- Historic leaders: William Irvine Thomas Bent
- Founded: 1902; 123 years ago
- Dissolved: c.1904; 121 years ago
- Succeeded by: United Liberal Party
- Ideology: Small government Anti-socialism Conservatism
- Political position: Centre-right

= National Citizens' Reform League =

The National Citizens' Reform League, sometimes known as the Kyabram movement, was formed in Melbourne in April 1902. It sought to reduce the size of the Victorian government, following the recent creation of the Australian Government. Its cause attracted those opposed to the Australian Labor Party and the Alexander Peacock led group of Liberal Party supporters. Within one month it had 90 branches.

Its leader, William Irvine, soon replaced Premier Peacock in June and went on to win the 1902 Victorian state election in October.

Within six months of its founding, the League had over 15,000 members.

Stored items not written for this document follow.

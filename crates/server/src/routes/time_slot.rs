use crate::{
    AppState,
    dtos::time_slot::{TimeSlotQueryParams, TimeSlotRequest, TimeSlotResponse},
    error::{ApiError, ApiResult},
};
use axum::{
    Json,
    extract::{Path, Query, State},
    http::StatusCode,
};
use database::services::time_slot::TimeSlotService;

/// List time slots by start time, optionally for one day
#[utoipa::path(
    get,
    path = "/time-slots",
    params(TimeSlotQueryParams),
    responses(
        (status = 200, description = "Time slots ordered by start time", body = Vec<TimeSlotResponse>)
    ),
    tag = "Time slots"
)]
pub async fn list_time_slots(
    State(state): State<AppState>,
    Query(params): Query<TimeSlotQueryParams>,
) -> ApiResult<Json<Vec<TimeSlotResponse>>> {
    let slots = TimeSlotService::list(&state.db, params.day.as_deref()).await?;
    Ok(Json(slots.into_iter().map(TimeSlotResponse::from).collect()))
}

/// Get a time slot by ID
#[utoipa::path(
    get,
    path = "/time-slots/{id}",
    params(("id" = i32, Path, description = "Time slot ID")),
    responses(
        (status = 200, description = "Time slot found", body = TimeSlotResponse),
        (status = 404, description = "Time slot not found")
    ),
    tag = "Time slots"
)]
pub async fn get_time_slot(
    State(state): State<AppState>,
    Path(id): Path<i32>,
) -> ApiResult<Json<TimeSlotResponse>> {
    TimeSlotService::get(&state.db, id)
        .await?
        .map(|slot| Json(slot.into()))
        .ok_or_else(|| ApiError::not_found(format!("time slot {id} not found")))
}

/// Create a time slot
#[utoipa::path(
    post,
    path = "/time-slots",
    request_body = TimeSlotRequest,
    responses(
        (status = 201, description = "Time slot created", body = TimeSlotResponse),
        (status = 400, description = "Invalid request body")
    ),
    tag = "Time slots"
)]
pub async fn create_time_slot(
    State(state): State<AppState>,
    Json(request): Json<TimeSlotRequest>,
) -> ApiResult<(StatusCode, Json<TimeSlotResponse>)> {
    let slot = TimeSlotService::create(
        &state.db,
        &request.day,
        request.start_time,
        request.end_time,
    )
    .await?;
    Ok((StatusCode::CREATED, Json(slot.into())))
}

/// Update a time slot
#[utoipa::path(
    put,
    path = "/time-slots/{id}",
    params(("id" = i32, Path, description = "Time slot ID")),
    request_body = TimeSlotRequest,
    responses(
        (status = 200, description = "Time slot updated", body = TimeSlotResponse),
        (status = 404, description = "Time slot not found")
    ),
    tag = "Time slots"
)]
pub async fn update_time_slot(
    State(state): State<AppState>,
    Path(id): Path<i32>,
    Json(request): Json<TimeSlotRequest>,
) -> ApiResult<Json<TimeSlotResponse>> {
    let slot = TimeSlotService::update(
        &state.db,
        id,
        &request.day,
        request.start_time,
        request.end_time,
    )
    .await?;
    Ok(Json(slot.into()))
}

/// Delete a time slot and its lessons
#[utoipa::path(
    delete,
    path = "/time-slots/{id}",
    params(("id" = i32, Path, description = "Time slot ID")),
    responses(
        (status = 204, description = "Time slot deleted"),
        (status = 404, description = "Time slot not found")
    ),
    tag = "Time slots"
)]
pub async fn delete_time_slot(
    State(state): State<AppState>,
    Path(id): Path<i32>,
) -> ApiResult<StatusCode> {
    if TimeSlotService::delete(&state.db, id).await? {
        Ok(StatusCode::NO_CONTENT)
    } else {
        Err(ApiError::not_found(format!("time slot {id} not found")))
    }
}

The League's cause was greatly progressed by the passing of the Constitution Act 1903 (also known as the "Constitution Reform Act"). Its changes included reducing the number of seats in the Victorian Legislative Assembly from 95 to 67, and those in the Legislative Council from 48 to 35.

Irvine retired from the role of Premier in February 1904, being replaced by the similarly minded Thomas Bent. He contested the 1904 Victorian state election in June and was successful.

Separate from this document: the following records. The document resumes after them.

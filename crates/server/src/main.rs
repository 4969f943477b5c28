use database::db;
use log::{error, info};
use migration::{Migrator, MigratorTrait};
use server::{AppState, router, utils::shutdown::shutdown_signal};
use std::{env, error::Error, process::ExitCode};

const DEFAULT_BIND_ADDR: &str = "0.0.0.0:3000";

#[tokio::main]
async fn main() -> ExitCode {
    env_logger::init();

    match run().await {
        Ok(()) => ExitCode::SUCCESS,
        Err(err) => {
            error!("Server failed: {err}");
            ExitCode::FAILURE
        }
    }
}

async fn run() -> Result<(), Box<dyn Error>> {
    dotenvy::dotenv().ok();

    let db = db::create_connection().await?;
    Migrator::up(&db, None).await?;
    info!("Migrations applied");

    let addr = env::var("BIND_ADDR").unwrap_or_else(|_| DEFAULT_BIND_ADDR.to_string());
    let listener = tokio::net::TcpListener::bind(&addr).await?;
    info!("Running axum on http://{addr}");

    axum::serve(listener, router(AppState { db }))
        .with_graceful_shutdown(shutdown_signal())
        .await?;

    Ok(())
}
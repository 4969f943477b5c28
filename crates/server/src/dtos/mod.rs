pub mod school_class;
pub mod subject;
pub mod teacher;
pub mod time_slot;
pub mod timetable_entry;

In July 1904, the Catholic newspaper The Advocate reported that "The National Citizens' Reform League had its birth in Kyabram. It exercised a great influence in its brief day, but to-day it is, for most practical purposes, as dead as Julius Caesar." Branches of the group held fundraising events in July and August that year.

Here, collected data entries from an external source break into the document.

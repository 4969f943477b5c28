use chrono::NaiveTime;
use database::{
    db,
    services::{
        school_class::SchoolClassService, subject::SubjectService, teacher::TeacherService,
        time_slot::TimeSlotService, timetable::TimetableService,
        timetable_entry::TimetableEntryService,
    },
};
use generator::{
    config::GeneratorConfig,
    error::GenerateError,
    generate::{class_document, generate_all, teacher_document},
};
use migration::{Migrator, MigratorTrait};
use models::days::Weekday;
use sea_orm::DatabaseConnection;
use tempfile::TempDir;

async fn setup() -> (TempDir, DatabaseConnection) {
    let dir = tempfile::tempdir().expect("create temp dir");
    let url = format!(
        "sqlite://{}?mode=rwc",
        dir.path().join("timetable.sqlite").display()
    );

    let db = db::connect(&url).await.expect("connect to sqlite");
    Migrator::up(&db, None).await.expect("run migrations");

    (dir, db)
}

fn time(hour: u32) -> NaiveTime {
    NaiveTime::from_hms_opt(hour, 0, 0).expect("valid time")
}

fn config(dir: &TempDir) -> GeneratorConfig {
    GeneratorConfig {
        school_name: "TEST SCHOOL".to_string(),
        output_dir: dir.path().join("out"),
    }
}

/// Jane Doe teaches Math to S1A on Monday 08:00-09:00
async fn seed_math(db: &DatabaseConnection) -> (i32, i32) {
    let jane = TeacherService::create(db, "Jane".into(), "Doe".into())
        .await
        .unwrap();
    let s1a = SchoolClassService::create(db, "S1A".into()).await.unwrap();
    let math = SubjectService::create(db, "Math".into(), Some(jane.id), vec![s1a.id])
        .await
        .unwrap();
    let monday = TimeSlotService::create(db, "MON", time(8), time(9))
        .await
        .unwrap();
    TimetableEntryService::create(db, s1a.id, math.subject.id, monday.id, None)
        .await
        .unwrap();

    (s1a.id, jane.id)
}

#[tokio::test]
async fn test_class_and_teacher_documents() {
    let (_dir, db) = setup().await;
    let (s1a_id, jane_id) = seed_math(&db).await;

    let columns = TimetableService::columns(&db).await.unwrap();
    let s1a = SchoolClassService::get(&db, s1a_id).await.unwrap().unwrap();
    let jane = TeacherService::get(&db, jane_id).await.unwrap().unwrap();

    let class_doc = class_document(&db, &s1a, &columns).await.unwrap();
    assert_eq!(class_doc.title, "Class Timetable - S1A");
    assert_eq!(
        class_doc.grid.header(),
        vec![vec!["DAY"], vec!["08:00", "09:00"]]
    );
    assert_eq!(
        class_doc.grid.cell(Weekday::Monday, time(8)).unwrap(),
        ["Math (JD)"]
    );
    for day in &Weekday::TIMETABLE_ROWS[1..] {
        assert!(class_doc.grid.cell(*day, time(8)).unwrap().is_empty(), "{day}");
    }

    let teacher_doc = teacher_document(&db, &jane, &columns).await.unwrap();
    assert_eq!(teacher_doc.title, "Teacher Timetable - Jane Doe");
    assert_eq!(
        teacher_doc.grid.cell(Weekday::Monday, time(8)).unwrap(),
        ["Math (S1A)"]
    );
    for day in &Weekday::TIMETABLE_ROWS[1..] {
        assert!(teacher_doc.grid.cell(*day, time(8)).unwrap().is_empty(), "{day}");
    }
}

#[tokio::test]
async fn test_teacher_override_moves_lesson() {
    let (_dir, db) = setup().await;
    let (s1a_id, jane_id) = seed_math(&db).await;

    let peter = TeacherService::create(&db, "Peter".into(), "Kamau".into())
        .await
        .unwrap();
    let entry = TimetableEntryService::list(&db, Default::default())
        .await
        .unwrap()
        .remove(0)
        .entry;
    TimetableEntryService::update(
        &db,
        entry.id,
        entry.school_class_id,
        entry.subject_id,
        entry.time_slot_id,
        Some(peter.id),
    )
    .await
    .unwrap();

    let columns = TimetableService::columns(&db).await.unwrap();
    let s1a = SchoolClassService::get(&db, s1a_id).await.unwrap().unwrap();
    let jane = TeacherService::get(&db, jane_id).await.unwrap().unwrap();

    let class_doc = class_document(&db, &s1a, &columns).await.unwrap();
    assert_eq!(
        class_doc.grid.cell(Weekday::Monday, time(8)).unwrap(),
        ["Math (PK)"]
    );

    let peter_doc = teacher_document(&db, &peter, &columns).await.unwrap();
    assert_eq!(
        peter_doc.grid.cell(Weekday::Monday, time(8)).unwrap(),
        ["Math (S1A)"]
    );

    let jane_doc = teacher_document(&db, &jane, &columns).await.unwrap();
    assert!(jane_doc.grid.is_empty());
}

#[tokio::test]
async fn test_generate_all_writes_one_pdf_per_class_and_teacher() {
    let (dir, db) = setup().await;
    seed_math(&db).await;
    SchoolClassService::create(&db, "S2/B".into()).await.unwrap();

    let config = config(&dir);
    let paths = generate_all(&db, &config).await.unwrap();

    let names: Vec<String> = paths
        .iter()
        .map(|p| p.file_name().unwrap().to_string_lossy().into_owned())
        .collect();
    assert_eq!(
        names,
        ["class_S1A.pdf", "class_S2-B.pdf", "teacher_Jane_Doe.pdf"]
    );

    for path in &paths {
        assert!(path.starts_with(&config.output_dir));
        let bytes = std::fs::read(path).unwrap();
        assert!(bytes.starts_with(b"%PDF"));
    }
}

#[tokio::test]
async fn test_generate_all_on_empty_store() {
    let (dir, db) = setup().await;

    let config = config(&dir);
    let paths = generate_all(&db, &config).await.unwrap();

    assert!(paths.is_empty());
    assert!(config.output_dir.is_dir());
}

#[tokio::test]
async fn test_generate_after_teacher_deleted() {
    let (dir, db) = setup().await;
    let (s1a_id, jane_id) = seed_math(&db).await;

    assert!(TeacherService::delete(&db, jane_id).await.unwrap());

    let columns = TimetableService::columns(&db).await.unwrap();
    let s1a = SchoolClassService::get(&db, s1a_id).await.unwrap().unwrap();
    let class_doc = class_document(&db, &s1a, &columns).await.unwrap();
    assert!(class_doc.grid.is_empty());
    assert_eq!(class_doc.grid.row_count(), 6);

    let paths = generate_all(&db, &config(&dir)).await.unwrap();
    assert_eq!(paths.len(), 1);
}

#[tokio::test]
async fn test_generate_overwrites_existing_files() {
    let (dir, db) = setup().await;
    seed_math(&db).await;

    let config = config(&dir);
    std::fs::create_dir_all(&config.output_dir).unwrap();
    std::fs::write(config.output_dir.join("class_S1A.pdf"), b"stale").unwrap();

    generate_all(&db, &config).await.unwrap();

    let bytes = std::fs::read(config.output_dir.join("class_S1A.pdf")).unwrap();
    assert!(bytes.starts_with(b"%PDF"));
}

#[tokio::test]
async fn test_generate_fails_when_output_dir_is_a_file() {
    let (dir, db) = setup().await;
    seed_math(&db).await;

    let config = config(&dir);
    std::fs::write(&config.output_dir, b"not a directory").unwrap();

    let err = generate_all(&db, &config).await.unwrap_err();
    assert!(matches!(err, GenerateError::Io { ref path, .. } if *path == config.output_dir));
    assert!(err.to_string().starts_with("failed to write"));
}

Premier Bent's supporters in parliament became known as the "Ministerial Liberal Party". The Peacock group of liberal MPs came to be led by Donald Mackinnon. The two groups merged to form a united Liberal Party in mid-February 1907 in the leadup to the 1907 Victorian state election in March. This new party was a clear replacement for the League.

In May 1907, Table Talk reported that the League had ultimately been unsuccessful: "Five years ago, amid a flourish of-trumpets, citizens reform leagues were formed to sweep away the abominable spendthrift practices of State legislatures. It has all ended in smoke." An August 1907 article in the Punch of Melbourne noted that while its philosophy lived on, the National Citizen's Reform League had not.